類皮腫の発生原因やその時期については様々な説が報告されているが,今回の症例は類皮腫にKlippel-Feil症候群と頬骨肥大が合併しているため,後2者の発生原因・時期から類皮腫も中胚葉の障害が神経管閉鎖不全をきたした結果生じ,その時期も胎生第3〜4週である可能性が高い。
Dermoid cysts in the central nervous system are often associated with various congenital disorders, especially dermal sinus and spina bifida.
We report a case of dermoid cyst in the fourth ventricle associated with Klippel-Feil syndrome. A 47-year-old man with a long history of headache had been known to have a cystic lesion in the posterior fossa for 12 years. When he was reffered to our hospital with complaints of transient tetraparesis, he showed bilateral cerebellar ataxia and minimal left hemiparesis. Furthermore, he was noted to have a webbed neck with a low hairline and facial asymmetry. CT and MRI showed multiple cerebral infarctions as well as a mass lesion in the posterior fossa. Cervical roentgenogram showed a fusion of C 2 and C 3 vertebrae. The tumor was totally removed via a suboccipital approach, and the diagnosis was a dermoid cyst.

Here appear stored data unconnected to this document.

//! Domain error types.

use chrono::NaiveDate;
use std::path::PathBuf;

/// Top-level error type for dcasim.
#[derive(Debug, thiserror::Error)]
pub enum DcaError {
    #[error("config parse error in {file}: {reason}")]
    ConfigParse { file: String, reason: String },

    #[error("invalid config value [{section}] {key}: {reason}")]
    ConfigInvalid {
        section: String,
        key: String,
        reason: String,
    },

    #[error("unknown strategy '{name}' (expected daily, weekly, monthly or yearly)")]
    InvalidStrategy { name: String },

    #[error("invalid date '{value}': expected YYYY-MM-DD")]
    InvalidDate { value: String },

    #[error("start date {start} is after end date {end}")]
    InvalidDateRange { start: NaiveDate, end: NaiveDate },

    #[error("price data for {security} is not available at {}\n{remediation}", .path.display())]
    DataUnavailable {
        security: String,
        path: PathBuf,
        remediation: String,
    },

    #[error("failed to parse price data {}: {reason}", .path.display())]
    DataParse { path: PathBuf, reason: String },

    #[error("invalid closing price {price} on {date}")]
    InvalidPrice { date: NaiveDate, price: f64 },

    #[error("no price available on or after {date} ({})", series_end(.last_available))]
    NoPriceAvailable {
        date: NaiveDate,
        last_available: Option<NaiveDate>,
    },

    #[error("duration of {days} days is too short to annualize")]
    DegenerateDuration { days: f64 },

    #[error("invalid amount: {reason}")]
    InvalidAmount { reason: String },

    #[error("date arithmetic out of range from {date}")]
    DateOutOfRange { date: NaiveDate },

    #[error(transparent)]
    Io(#[from] std::io::Error),
}

fn series_end(last_available: &Option<NaiveDate>) -> String {
    match last_available {
        Some(last) => format!("series ends {last}"),
        None => "series is empty".to_string(),
    }
}

impl From<&DcaError> for std::process::ExitCode {
    fn from(err: &DcaError) -> Self {
        let code: u8 = match err {
            DcaError::Io(_) => 1,
            DcaError::ConfigParse { .. }
            | DcaError::ConfigInvalid { .. }
            | DcaError::InvalidStrategy { .. }
            | DcaError::InvalidDate { .. }
            | DcaError::InvalidDateRange { .. } => 2,
            DcaError::DataUnavailable { .. }
            | DcaError::DataParse { .. }
            | DcaError::InvalidPrice { .. } => 3,
            DcaError::NoPriceAvailable { .. } => 4,
            DcaError::DegenerateDuration { .. }
            | DcaError::InvalidAmount { .. }
            | DcaError::DateOutOfRange { .. } => 5,
        };
        std::process::ExitCode::from(code)
    }
}
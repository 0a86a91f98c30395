//! Concrete adapter implementations for ports.

pub mod alpha_vantage_adapter;
pub mod file_config_adapter;
pub mod tracing_progress_adapter;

The present patient had not only dermoid cyst and Klippel-Feil syndrome but also hypertrophy of the zygomatic bone. The pathogenesis of the Klippel -Feil syndrome is presumed to be an intrauterine defect, with a failure of segmentation of mesoder-mal somites. The zygomatic bone is also derived from the mesoderm somites at early fourth week, too. From these points of view, the disturbance in the mesoderm before the fourth week of gestation might have played an important role in causing a dermoid cyst.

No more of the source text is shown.